One before the Berlin Wall came down. And one after.
While the wall was still in place, he was a citizen of socialist East Germany, where he was spied on a lot.
Soon after East Germany ceased to exist, Wolfhard was allowed to read his Stasi file.
"I read that I have a tape recorder and a turntable and played records," he tells me in the latest episode of the World in Words podcast.
The Stasi, of course, were East Germany’s secret police. They enlisted ordinary people to report back about their neighbors, their friends, their family. Most people’s files are absurdly mundane. You read a book, you go a café, you listen to a musician.
In Kutz’s case, 21 people informed on him and his listening habits. He says his Stasi file branded him a decadent young man influenced by propaganda from the West. Worst of all, he says with a rueful laugh, "I influenced young people with the music of Frank Zappa."

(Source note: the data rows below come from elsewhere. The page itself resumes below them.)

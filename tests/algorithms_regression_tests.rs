//! Tests for the two-parameter regression models.
//!
//! ## Test Organization
//!
//! 1. **Linear** - Ordinary least squares and constraints
//! 2. **Weighted** - Weighted least squares and weight transforms
//! 3. **Robust** - IRLS fits in the presence of outliers
//! 4. **Models** - Power law, exponential and logarithmic fits

use approx::assert_relative_eq;
use plotstat::*;

// ============================================================================
// Helper Functions
// ============================================================================

fn line(a: f64, b: f64, n: usize) -> (Vec<f64>, Vec<f64>) {
    let x: Vec<f64> = (0..n).map(|i| i as f64).collect();
    let y = x.iter().map(|v| a + b * v).collect();
    (x, y)
}

/// Deterministic wiggle around `1 + 0.5 x`.
fn noisy_line(n: usize) -> (Vec<f64>, Vec<f64>) {
    let x: Vec<f64> = (0..n).map(|i| i as f64 * 0.5).collect();
    let y = x.iter().map(|v| 1.0 + 0.5 * v + 0.3 * (3.0 * v).sin()).collect();
    (x, y)
}

// ============================================================================
// Linear
// ============================================================================

#[test]
fn test_linear_exact() {
    let x = [1.0, 2.0, 3.0, 4.0, 5.0];
    let y = [5.0, 8.0, 11.0, 14.0, 17.0];
    let fit = linear_regression(&x, &y, Constraint::Free).unwrap();
    assert_relative_eq!(fit.a, 2.0, epsilon = 1e-12);
    assert_relative_eq!(fit.b, 3.0, epsilon = 1e-12);
}

#[test]
fn test_linear_constraints() {
    let x = [1.0, 2.0, 3.0, 4.0, 5.0];
    let y = [5.0, 8.0, 11.0, 14.0, 17.0];

    let fit = linear_regression(&x, &y, Constraint::FixedA(2.0)).unwrap();
    assert_eq!(fit.a, 2.0);
    assert_relative_eq!(fit.b, 3.0, epsilon = 1e-12);

    let fit = linear_regression(&x, &y, Constraint::FixedB(3.0)).unwrap();
    assert_relative_eq!(fit.a, 2.0, epsilon = 1e-12);
    assert_eq!(fit.b, 3.0);

    // Both held: returned unchanged, even without data
    let fit = linear_regression(Vec::<f64>::new(), Vec::<f64>::new(), Constraint::FixedBoth(-1.0, 7.0)).unwrap();
    assert_eq!(fit, LinearCoefficients { a: -1.0, b: 7.0 });
}

#[test]
fn test_linear_too_few_points() {
    let err = linear_regression([1.0], [2.0], Constraint::Free).unwrap_err();
    assert_eq!(err, StatsError::TooFewPoints { got: 1, min: 2 });

    let err = linear_regression([1.0, f64::NAN], [2.0, 3.0], Constraint::Free).unwrap_err();
    assert_eq!(err, StatsError::TooFewPoints { got: 1, min: 2 });
}

#[test]
fn test_linear_skips_invalid_pairs() {
    let x = [1.0, f64::NAN, 2.0, 3.0, 4.0];
    let y = [3.0, 100.0, 5.0, f64::INFINITY, 9.0];
    let fit = linear_regression(&x, &y, Constraint::Free).unwrap();
    assert_relative_eq!(fit.a, 1.0, epsilon = 1e-12);
    assert_relative_eq!(fit.b, 2.0, epsilon = 1e-12);
}

#[test]
fn test_residuals_have_no_trend() {
    let (x, y) = noisy_line(60);
    let fit = linear_regression(&x, &y, Constraint::Free).unwrap();

    let residuals: Vec<f64> = x.iter().zip(&y).map(|(xi, yi)| yi - (fit.a + fit.b * xi)).collect();
    let refit = linear_regression(&x, &residuals, Constraint::Free).unwrap();
    assert_relative_eq!(refit.a, 0.0, epsilon = 1e-10);
    assert_relative_eq!(refit.b, 0.0, epsilon = 1e-10);
}

// ============================================================================
// Weighted
// ============================================================================

#[test]
fn test_weighted_zero_weight_ignores_point() {
    let x = [1.0, 2.0, 3.0, 10.0];
    let y = [1.0, 2.0, 3.0, 100.0];
    let w = [1.0, 1.0, 1.0, 0.0];
    let fit = linear_weighted_regression(&x, &y, &w, Constraint::Free, identity).unwrap();
    assert_relative_eq!(fit.a, 0.0, epsilon = 1e-12);
    assert_relative_eq!(fit.b, 1.0, epsilon = 1e-12);
}

#[test]
fn test_weighted_unit_weights_match_ols() {
    let (x, y) = noisy_line(25);
    let ones = vec![1.0; x.len()];
    let ols = linear_regression(&x, &y, Constraint::Free).unwrap();
    let wls = linear_weighted_regression(&x, &y, &ones, Constraint::Free, identity).unwrap();
    assert_relative_eq!(ols.a, wls.a, epsilon = 1e-12);
    assert_relative_eq!(ols.b, wls.b, epsilon = 1e-12);
}

#[test]
fn test_weighted_with_error_column() {
    // Small errors dominate: the fit follows the first three points
    let x = [0.0, 1.0, 2.0, 3.0];
    let y = [0.0, 1.0, 2.0, 30.0];
    let errors = [1e-3, 1e-3, 1e-3, 10.0];
    let fit = linear_weighted_regression(&x, &y, &errors, Constraint::Free, inverse_prop_safe_default).unwrap();
    assert_relative_eq!(fit.a, 0.0, epsilon = 1e-3);
    assert_relative_eq!(fit.b, 1.0, epsilon = 1e-3);
}

#[test]
fn test_weighted_squares_the_transformed_weight() {
    // Weights 1 and -1 are equivalent after squaring
    let x = [0.0, 1.0, 2.0];
    let y = [0.0, 2.0, 1.0];
    let a = linear_weighted_regression(&x, &y, [1.0, 1.0, 1.0], Constraint::Free, identity).unwrap();
    let b = linear_weighted_regression(&x, &y, [1.0, -1.0, 1.0], Constraint::Free, identity).unwrap();
    assert_eq!(a, b);
}

// ============================================================================
// Robust
// ============================================================================

#[test]
fn test_irls_resists_outlier() {
    let (x, mut y) = line(1.0, 2.0, 11);
    y[8] += 50.0;

    let ols = linear_regression(&x, &y, Constraint::Free).unwrap();
    let irls = robust_irls_linear_regression(&x, &y, Constraint::Free, &IrlsOptions::default()).unwrap();

    let ols_err = (ols.a - 1.0).abs() + (ols.b - 2.0).abs();
    let irls_err = (irls.a - 1.0).abs() + (irls.b - 2.0).abs();
    assert!(irls_err < ols_err, "irls {:?} vs ols {:?}", irls, ols);
    assert!(irls_err < 0.1, "irls {:?}", irls);
}

#[test]
fn test_irls_single_iteration_is_ols() {
    let (x, y) = noisy_line(20);
    let opts = IrlsOptions {
        iterations: 1,
        ..IrlsOptions::default()
    };
    let ols = linear_regression(&x, &y, Constraint::Free).unwrap();
    let irls = robust_irls_linear_regression(&x, &y, Constraint::Free, &opts).unwrap();
    assert_eq!(ols, irls);
}

#[test]
fn test_irls_p2_is_ols() {
    let (x, y) = noisy_line(20);
    let opts = IrlsOptions {
        p: 2.0,
        iterations: 10,
        tolerance: None,
    };
    let ols = linear_regression(&x, &y, Constraint::Free).unwrap();
    let irls = robust_irls_linear_regression(&x, &y, Constraint::Free, &opts).unwrap();
    assert_relative_eq!(ols.a, irls.a, epsilon = 1e-12);
    assert_relative_eq!(ols.b, irls.b, epsilon = 1e-12);
}

#[test]
fn test_irls_tolerance_stops_early() {
    let (x, mut y) = line(1.0, 2.0, 11);
    y[3] -= 20.0;
    let full = robust_irls_linear_regression(&x, &y, Constraint::Free, &IrlsOptions::default()).unwrap();
    let early = IrlsOptions {
        tolerance: Some(1e-9),
        ..IrlsOptions::default()
    };
    let fit = robust_irls_linear_regression(&x, &y, Constraint::Free, &early).unwrap();
    assert_relative_eq!(fit.a, full.a, epsilon = 1e-3);
    assert_relative_eq!(fit.b, full.b, epsilon = 1e-3);
}

#[test]
fn test_irls_invalid_options() {
    let (x, y) = line(0.0, 1.0, 5);
    let bad_p = IrlsOptions {
        p: 0.0,
        ..IrlsOptions::default()
    };
    assert_eq!(
        robust_irls_linear_regression(&x, &y, Constraint::Free, &bad_p).unwrap_err(),
        StatsError::InvalidExponent(0.0)
    );

    let bad_iter = IrlsOptions {
        iterations: 0,
        ..IrlsOptions::default()
    };
    assert_eq!(
        robust_irls_linear_regression(&x, &y, Constraint::Free, &bad_iter).unwrap_err(),
        StatsError::InvalidIterations(0)
    );

    let bad_tol = IrlsOptions {
        tolerance: Some(f64::NAN),
        ..IrlsOptions::default()
    };
    assert!(matches!(
        robust_irls_linear_regression(&x, &y, Constraint::Free, &bad_tol),
        Err(StatsError::InvalidTolerance(_))
    ));
}

#[test]
fn test_irls_with_fixed_offset() {
    let (x, mut y) = line(1.0, 2.0, 11);
    y[10] += 40.0;
    let fit = robust_irls_linear_regression(&x, &y, Constraint::FixedA(1.0), &IrlsOptions::default()).unwrap();
    assert_eq!(fit.a, 1.0);
    assert_relative_eq!(fit.b, 2.0, epsilon = 0.05);
}

// ============================================================================
// Models
// ============================================================================

#[test]
fn test_power_law() {
    let x: Vec<f64> = (1..=8).map(f64::from).collect();
    let y: Vec<f64> = x.iter().map(|v| 2.0 * v.powf(1.5)).collect();
    let fit = regression(RegressionModel::PowerLaw, &x, &y, Constraint::Free).unwrap();
    assert_relative_eq!(fit.a, 2.0, epsilon = 1e-10);
    assert_relative_eq!(fit.b, 1.5, epsilon = 1e-10);
    assert_relative_eq!(fit.evaluate(4.0), 16.0, epsilon = 1e-9);
}

#[test]
fn test_exponential() {
    let x: Vec<f64> = (0..8).map(|i| i as f64 * 0.5).collect();
    let y: Vec<f64> = x.iter().map(|v| 3.0 * (0.5 * v).exp()).collect();
    let fit = regression(RegressionModel::Exponential, &x, &y, Constraint::Free).unwrap();
    assert_relative_eq!(fit.a, 3.0, epsilon = 1e-10);
    assert_relative_eq!(fit.b, 0.5, epsilon = 1e-10);
}

#[test]
fn test_logarithm() {
    let x: Vec<f64> = (1..=8).map(f64::from).collect();
    let y: Vec<f64> = x.iter().map(|v| 1.0 + 2.0 * v.ln()).collect();
    let fit = regression(RegressionModel::Logarithm, &x, &y, Constraint::Free).unwrap();
    assert_relative_eq!(fit.a, 1.0, epsilon = 1e-10);
    assert_relative_eq!(fit.b, 2.0, epsilon = 1e-10);
}

#[test]
fn test_model_constraint_in_model_space() {
    let x: Vec<f64> = (1..=6).map(f64::from).collect();
    let y: Vec<f64> = x.iter().map(|v| 2.0 * v.powf(1.5)).collect();
    let fit = regression(RegressionModel::PowerLaw, &x, &y, Constraint::FixedA(2.0)).unwrap();
    assert_relative_eq!(fit.a, 2.0, epsilon = 1e-12);
    assert_relative_eq!(fit.b, 1.5, epsilon = 1e-10);
}

#[test]
fn test_model_skips_untransformable_points() {
    // ln of non-positive values is NaN; those pairs are dropped
    let x = [-1.0, 0.0, 1.0, 2.0, 4.0];
    let y = [5.0, 5.0, 3.0, 6.0, 12.0];
    let fit = regression(RegressionModel::PowerLaw, &x, &y, Constraint::Free).unwrap();
    assert_relative_eq!(fit.a, 3.0, epsilon = 1e-10);
    assert_relative_eq!(fit.b, 1.0, epsilon = 1e-10);
}

#[test]
fn test_weighted_and_robust_models() {
    let x: Vec<f64> = (0..10).map(f64::from).collect();
    let mut y: Vec<f64> = x.iter().map(|v| 3.0 * (0.2 * v).exp()).collect();
    let ones = vec![1.0; x.len()];

    let fit = weighted_regression(RegressionModel::Exponential, &x, &y, &ones, Constraint::Free, identity).unwrap();
    assert_relative_eq!(fit.a, 3.0, epsilon = 1e-10);
    assert_relative_eq!(fit.b, 0.2, epsilon = 1e-10);

    y[4] *= 5.0;
    let fit = robust_irls_regression(RegressionModel::Exponential, &x, &y, Constraint::Free, &IrlsOptions::default())
        .unwrap();
    assert_relative_eq!(fit.a, 3.0, epsilon = 0.05);
    assert_relative_eq!(fit.b, 0.2, epsilon = 0.01);
}

#[test]
fn test_model_registry() {
    assert_eq!(RegressionModel::ALL.len(), 4);
    assert_eq!(RegressionModel::default(), RegressionModel::Linear);

    for model in RegressionModel::ALL {
        let (fwd, inv) = model.param_a_transform();
        assert_relative_eq!(inv(fwd(2.5)), 2.5, epsilon = 1e-12);
        let (fwd, inv) = model.param_b_transform();
        assert_eq!(inv(fwd(-0.75)), -0.75);
    }

    let (fx, fy): TransformPair = RegressionModel::Exponential.data_transform();
    assert_eq!(fx(2.0), 2.0);
    assert_relative_eq!(fy(1f64.exp()), 1.0);

    let f = RegressionModel::Logarithm.function(1.0, 2.0);
    assert_relative_eq!(f(1.0), 1.0);
}

#[test]
fn test_formulas() {
    assert_eq!(RegressionModel::Linear.formula(2.0, 3.0), "f(x) = 2 + 3·x");
    assert_eq!(RegressionModel::PowerLaw.formula(2.0, 1.5), "f(x) = 2·x^1.5");
    assert_eq!(RegressionModel::Exponential.formula(3.0, 0.5), "f(x) = 3·exp(0.5·x)");
    assert_eq!(RegressionModel::Logarithm.formula(1.0, 2.0), "f(x) = 1 + 2·ln(x)");

    let fit = RegressionFit {
        model: RegressionModel::Linear,
        a: 2.0,
        b: 3.0,
    };
    assert_eq!(fit.formula(), "f(x) = 2 + 3·x");
    let text = format!("{}", fit);
    assert!(text.starts_with("Regression (Linear):"));
    assert!(text.contains("f(x) = 2 + 3·x"));
}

Today, Kutz runs Zappanale, a festival dedicated to the life and rock of Frank Zappa. It takes place every summer in Wolfhard's hometown, Bad Doberan, a couple of miles south of Germany's Baltic coast.
It may seem laughable that Frank Zappa preoccupied the Stasi so much. Zappa was no revolutionary, though he was critical of American politics and culture. But mainly, he was a guitar virtuoso who commissioned orchestras to play his music, and who had a taste for salacious lyrics.
But the Stasi were on to something. Even if they didn’t understand Zappa, they understood that people who liked Zappa were trouble.
In the former West Germany, Zappa's records were freely available. He was a star, but no better understood than in the East. One of his more notoriously offensive songs, "Bobby Brown," was a huge hit, but the words were lost on most German listeners.
Enter Jim Cohen, an American Zappa fan living in Germany who delighted in informing his German roommate what the song was about.
"When I told him about the bondage and the discipline and various gender-mixing going on in the song, he was just aghast."
And so began Cohen’s career as a cultural interpreter. He was the original rap genius long before rap genius existed. He was just getting going with his day job as a technical translator. It wasn’t long until he had an evening gig too — at a seedy Munich bar. There he delivered boozy lectures about Zappa songs.
Cohen's lecture style is casual. Beer in hand, he takes his German audiences line-by-line through cultural tours of Zappa's America. At this year's Zappanale, he explained references to Jerry Lewis telethons, Jack-in-the-Box restaurants, frozen beef pieces from Boney’s market, a Dudley Do-Right wrist watch and a Southern California car dealership that leases Cadillacs — all in the name of explaining the meaning of an epic Zappa song called "Billy the Mountain."